Collected data:
________________________________________
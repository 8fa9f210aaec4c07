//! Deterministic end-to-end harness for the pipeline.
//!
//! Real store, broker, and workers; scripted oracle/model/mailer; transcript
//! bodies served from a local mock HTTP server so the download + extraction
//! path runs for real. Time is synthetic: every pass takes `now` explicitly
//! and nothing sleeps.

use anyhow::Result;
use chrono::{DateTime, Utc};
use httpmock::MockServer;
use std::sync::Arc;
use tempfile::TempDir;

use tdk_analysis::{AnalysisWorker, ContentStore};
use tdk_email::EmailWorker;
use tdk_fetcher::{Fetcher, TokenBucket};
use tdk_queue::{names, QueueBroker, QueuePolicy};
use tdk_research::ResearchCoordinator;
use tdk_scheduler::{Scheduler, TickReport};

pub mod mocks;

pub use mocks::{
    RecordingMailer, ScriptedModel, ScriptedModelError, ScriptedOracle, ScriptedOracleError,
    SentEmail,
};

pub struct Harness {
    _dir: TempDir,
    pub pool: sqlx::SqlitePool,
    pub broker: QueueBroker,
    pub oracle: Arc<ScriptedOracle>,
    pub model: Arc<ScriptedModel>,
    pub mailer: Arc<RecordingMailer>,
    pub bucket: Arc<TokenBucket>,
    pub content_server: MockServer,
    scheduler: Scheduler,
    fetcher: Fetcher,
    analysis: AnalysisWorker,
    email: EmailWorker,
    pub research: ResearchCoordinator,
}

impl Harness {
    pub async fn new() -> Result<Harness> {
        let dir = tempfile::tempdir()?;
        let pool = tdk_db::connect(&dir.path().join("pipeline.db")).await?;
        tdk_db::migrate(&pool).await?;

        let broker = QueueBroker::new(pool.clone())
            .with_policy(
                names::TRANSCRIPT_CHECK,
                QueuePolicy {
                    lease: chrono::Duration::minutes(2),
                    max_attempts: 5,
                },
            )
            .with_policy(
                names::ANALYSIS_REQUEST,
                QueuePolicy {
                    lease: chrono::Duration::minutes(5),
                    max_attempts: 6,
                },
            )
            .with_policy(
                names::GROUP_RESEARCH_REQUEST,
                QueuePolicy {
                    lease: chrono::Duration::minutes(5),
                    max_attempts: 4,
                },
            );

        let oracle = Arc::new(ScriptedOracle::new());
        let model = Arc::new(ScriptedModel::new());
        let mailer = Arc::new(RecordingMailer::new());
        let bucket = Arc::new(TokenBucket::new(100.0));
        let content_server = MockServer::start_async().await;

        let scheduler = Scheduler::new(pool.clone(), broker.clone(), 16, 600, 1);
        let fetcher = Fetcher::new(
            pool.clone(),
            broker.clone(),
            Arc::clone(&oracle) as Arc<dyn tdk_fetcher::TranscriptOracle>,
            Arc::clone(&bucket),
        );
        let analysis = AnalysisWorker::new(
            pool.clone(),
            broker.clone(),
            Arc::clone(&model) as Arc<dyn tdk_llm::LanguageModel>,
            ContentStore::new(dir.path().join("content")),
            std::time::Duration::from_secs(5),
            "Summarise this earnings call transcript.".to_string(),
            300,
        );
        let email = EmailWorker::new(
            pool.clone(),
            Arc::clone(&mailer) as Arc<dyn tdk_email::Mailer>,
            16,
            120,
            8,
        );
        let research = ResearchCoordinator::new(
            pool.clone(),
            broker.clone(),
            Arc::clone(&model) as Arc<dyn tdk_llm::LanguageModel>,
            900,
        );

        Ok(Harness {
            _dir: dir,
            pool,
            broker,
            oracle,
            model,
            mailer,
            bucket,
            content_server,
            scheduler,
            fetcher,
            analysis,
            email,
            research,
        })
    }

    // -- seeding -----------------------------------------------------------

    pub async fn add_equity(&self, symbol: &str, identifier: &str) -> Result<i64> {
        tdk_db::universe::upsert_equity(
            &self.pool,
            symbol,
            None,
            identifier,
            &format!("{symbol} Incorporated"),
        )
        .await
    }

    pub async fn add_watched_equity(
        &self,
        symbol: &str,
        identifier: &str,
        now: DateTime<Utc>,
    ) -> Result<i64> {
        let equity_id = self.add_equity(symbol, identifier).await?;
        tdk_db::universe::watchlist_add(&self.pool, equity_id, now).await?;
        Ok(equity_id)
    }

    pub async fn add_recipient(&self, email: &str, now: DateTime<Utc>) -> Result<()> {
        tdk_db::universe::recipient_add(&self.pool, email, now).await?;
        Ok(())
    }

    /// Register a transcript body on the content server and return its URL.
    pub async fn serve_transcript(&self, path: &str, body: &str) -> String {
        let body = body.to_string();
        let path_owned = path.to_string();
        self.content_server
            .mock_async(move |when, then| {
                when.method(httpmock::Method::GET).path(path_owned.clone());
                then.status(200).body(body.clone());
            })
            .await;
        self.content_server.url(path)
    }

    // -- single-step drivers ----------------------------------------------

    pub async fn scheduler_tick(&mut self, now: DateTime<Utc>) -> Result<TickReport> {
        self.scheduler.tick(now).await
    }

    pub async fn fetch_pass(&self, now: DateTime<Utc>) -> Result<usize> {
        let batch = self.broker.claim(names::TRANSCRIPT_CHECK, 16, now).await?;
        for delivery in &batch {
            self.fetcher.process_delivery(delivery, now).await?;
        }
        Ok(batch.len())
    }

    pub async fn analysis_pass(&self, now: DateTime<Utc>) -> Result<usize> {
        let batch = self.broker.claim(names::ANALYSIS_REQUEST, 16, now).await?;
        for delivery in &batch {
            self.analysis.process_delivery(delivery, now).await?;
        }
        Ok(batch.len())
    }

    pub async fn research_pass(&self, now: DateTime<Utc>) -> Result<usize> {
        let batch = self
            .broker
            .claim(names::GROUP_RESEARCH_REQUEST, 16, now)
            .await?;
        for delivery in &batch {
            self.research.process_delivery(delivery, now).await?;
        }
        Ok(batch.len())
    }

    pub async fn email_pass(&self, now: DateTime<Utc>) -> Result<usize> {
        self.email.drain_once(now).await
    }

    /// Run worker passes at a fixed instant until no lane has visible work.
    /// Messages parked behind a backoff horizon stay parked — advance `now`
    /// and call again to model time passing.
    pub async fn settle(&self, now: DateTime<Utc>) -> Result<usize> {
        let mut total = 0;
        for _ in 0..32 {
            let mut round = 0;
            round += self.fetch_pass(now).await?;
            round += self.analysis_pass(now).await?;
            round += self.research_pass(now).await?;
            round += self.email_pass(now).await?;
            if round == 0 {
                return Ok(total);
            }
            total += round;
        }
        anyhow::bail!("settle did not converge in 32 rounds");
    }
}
________________________________________
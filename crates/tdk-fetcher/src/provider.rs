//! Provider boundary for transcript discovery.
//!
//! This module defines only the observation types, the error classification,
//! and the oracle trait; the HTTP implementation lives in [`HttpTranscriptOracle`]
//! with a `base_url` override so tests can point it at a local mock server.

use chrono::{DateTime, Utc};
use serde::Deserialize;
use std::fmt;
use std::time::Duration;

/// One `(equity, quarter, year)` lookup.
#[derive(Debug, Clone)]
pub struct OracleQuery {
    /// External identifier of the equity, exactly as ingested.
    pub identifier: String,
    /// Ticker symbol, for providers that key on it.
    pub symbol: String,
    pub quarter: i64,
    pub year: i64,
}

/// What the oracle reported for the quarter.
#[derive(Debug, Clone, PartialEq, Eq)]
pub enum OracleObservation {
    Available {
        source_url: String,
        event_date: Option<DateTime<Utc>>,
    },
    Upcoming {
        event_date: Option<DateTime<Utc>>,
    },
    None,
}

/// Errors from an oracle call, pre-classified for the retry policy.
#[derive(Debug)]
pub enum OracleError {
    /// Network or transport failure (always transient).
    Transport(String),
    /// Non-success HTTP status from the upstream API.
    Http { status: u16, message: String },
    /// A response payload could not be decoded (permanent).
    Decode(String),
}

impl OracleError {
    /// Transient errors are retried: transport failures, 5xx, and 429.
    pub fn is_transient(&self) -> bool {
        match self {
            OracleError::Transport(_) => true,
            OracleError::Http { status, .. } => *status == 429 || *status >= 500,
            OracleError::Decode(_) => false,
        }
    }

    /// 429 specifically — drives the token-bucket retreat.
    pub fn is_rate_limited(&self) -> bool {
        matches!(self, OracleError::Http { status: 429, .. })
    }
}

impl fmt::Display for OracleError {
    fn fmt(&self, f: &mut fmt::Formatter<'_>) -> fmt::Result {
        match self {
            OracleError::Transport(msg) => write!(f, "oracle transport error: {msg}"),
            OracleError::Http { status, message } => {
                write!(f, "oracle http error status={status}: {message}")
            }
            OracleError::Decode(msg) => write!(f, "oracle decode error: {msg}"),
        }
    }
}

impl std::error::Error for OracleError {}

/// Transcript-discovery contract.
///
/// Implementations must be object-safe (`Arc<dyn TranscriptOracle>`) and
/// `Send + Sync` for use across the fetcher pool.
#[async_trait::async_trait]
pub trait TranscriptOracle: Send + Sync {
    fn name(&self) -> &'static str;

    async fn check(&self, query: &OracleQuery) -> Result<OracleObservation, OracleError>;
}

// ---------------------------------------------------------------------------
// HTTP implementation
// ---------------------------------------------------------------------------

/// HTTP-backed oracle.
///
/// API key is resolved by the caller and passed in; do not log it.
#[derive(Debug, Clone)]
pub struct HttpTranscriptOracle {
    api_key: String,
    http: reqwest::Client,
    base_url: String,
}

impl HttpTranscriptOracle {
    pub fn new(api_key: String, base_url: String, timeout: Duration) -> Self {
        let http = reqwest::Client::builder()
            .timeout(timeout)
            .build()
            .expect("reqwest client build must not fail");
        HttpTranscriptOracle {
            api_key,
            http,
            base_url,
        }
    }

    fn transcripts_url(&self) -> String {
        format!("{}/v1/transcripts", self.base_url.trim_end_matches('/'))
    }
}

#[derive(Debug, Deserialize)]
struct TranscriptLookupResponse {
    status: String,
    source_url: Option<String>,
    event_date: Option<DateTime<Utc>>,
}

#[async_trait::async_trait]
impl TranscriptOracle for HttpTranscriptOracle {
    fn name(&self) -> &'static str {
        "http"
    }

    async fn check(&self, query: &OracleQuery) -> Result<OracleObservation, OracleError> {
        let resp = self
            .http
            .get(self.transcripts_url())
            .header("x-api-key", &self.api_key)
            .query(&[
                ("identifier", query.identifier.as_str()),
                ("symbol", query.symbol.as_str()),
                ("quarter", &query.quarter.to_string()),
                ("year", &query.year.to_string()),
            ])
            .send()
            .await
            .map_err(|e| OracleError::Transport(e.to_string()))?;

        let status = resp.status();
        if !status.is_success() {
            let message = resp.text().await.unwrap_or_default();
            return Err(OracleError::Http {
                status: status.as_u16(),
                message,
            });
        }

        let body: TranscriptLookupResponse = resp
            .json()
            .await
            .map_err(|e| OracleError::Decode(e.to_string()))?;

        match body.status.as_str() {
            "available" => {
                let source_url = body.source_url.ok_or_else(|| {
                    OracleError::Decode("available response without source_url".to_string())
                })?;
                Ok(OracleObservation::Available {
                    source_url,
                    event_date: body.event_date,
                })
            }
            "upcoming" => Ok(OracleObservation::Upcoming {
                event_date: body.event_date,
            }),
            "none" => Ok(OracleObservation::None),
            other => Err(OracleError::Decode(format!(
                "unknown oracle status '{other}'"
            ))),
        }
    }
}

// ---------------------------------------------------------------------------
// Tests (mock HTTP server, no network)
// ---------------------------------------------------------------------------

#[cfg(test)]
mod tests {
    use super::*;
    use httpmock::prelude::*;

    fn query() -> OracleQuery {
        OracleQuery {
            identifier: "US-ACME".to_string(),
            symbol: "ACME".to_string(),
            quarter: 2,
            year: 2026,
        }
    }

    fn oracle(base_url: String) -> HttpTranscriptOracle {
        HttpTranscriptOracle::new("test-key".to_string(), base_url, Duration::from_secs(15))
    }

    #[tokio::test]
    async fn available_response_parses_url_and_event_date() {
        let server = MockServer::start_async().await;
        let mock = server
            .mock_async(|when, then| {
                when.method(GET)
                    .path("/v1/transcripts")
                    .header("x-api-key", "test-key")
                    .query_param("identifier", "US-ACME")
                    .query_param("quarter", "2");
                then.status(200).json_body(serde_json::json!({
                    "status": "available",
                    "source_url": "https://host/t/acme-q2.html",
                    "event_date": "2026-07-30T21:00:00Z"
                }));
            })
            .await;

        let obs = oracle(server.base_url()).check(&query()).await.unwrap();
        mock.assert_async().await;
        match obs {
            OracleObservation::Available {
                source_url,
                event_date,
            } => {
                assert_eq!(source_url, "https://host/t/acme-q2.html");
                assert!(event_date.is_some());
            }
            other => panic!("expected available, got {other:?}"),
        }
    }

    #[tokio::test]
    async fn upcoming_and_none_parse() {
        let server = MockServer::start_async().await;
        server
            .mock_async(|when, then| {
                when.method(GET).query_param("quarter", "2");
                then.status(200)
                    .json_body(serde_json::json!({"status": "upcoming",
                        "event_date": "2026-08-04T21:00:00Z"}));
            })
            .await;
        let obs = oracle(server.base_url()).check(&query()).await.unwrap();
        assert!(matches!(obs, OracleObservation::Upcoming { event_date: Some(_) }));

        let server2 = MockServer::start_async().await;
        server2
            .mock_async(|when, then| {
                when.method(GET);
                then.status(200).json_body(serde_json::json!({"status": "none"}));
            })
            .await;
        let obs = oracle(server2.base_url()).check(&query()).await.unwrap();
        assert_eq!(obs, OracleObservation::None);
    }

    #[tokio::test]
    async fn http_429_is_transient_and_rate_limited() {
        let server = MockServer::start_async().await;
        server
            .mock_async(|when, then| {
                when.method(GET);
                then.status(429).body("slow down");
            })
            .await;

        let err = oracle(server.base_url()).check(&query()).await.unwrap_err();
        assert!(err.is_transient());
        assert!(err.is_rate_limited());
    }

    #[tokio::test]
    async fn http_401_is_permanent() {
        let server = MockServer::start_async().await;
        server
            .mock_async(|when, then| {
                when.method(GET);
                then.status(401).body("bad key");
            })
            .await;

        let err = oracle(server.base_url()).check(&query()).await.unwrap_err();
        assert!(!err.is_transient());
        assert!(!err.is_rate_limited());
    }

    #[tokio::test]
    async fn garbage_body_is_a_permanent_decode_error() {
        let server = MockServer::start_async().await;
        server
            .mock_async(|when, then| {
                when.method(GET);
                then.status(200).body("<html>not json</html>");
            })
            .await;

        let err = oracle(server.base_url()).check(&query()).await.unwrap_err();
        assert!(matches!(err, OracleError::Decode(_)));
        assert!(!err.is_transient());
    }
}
________________________________________
# [Exercise brief]
The expected output is every line of the records in which the string "write" appears.

# [Output for this exercise]
            OracleError::Transport(msg) => write!(f, "oracle transport error: {msg}"),
                write!(f, "oracle http error status={status}: {message}")
            OracleError::Decode(msg) => write!(f, "oracle decode error: {msg}"),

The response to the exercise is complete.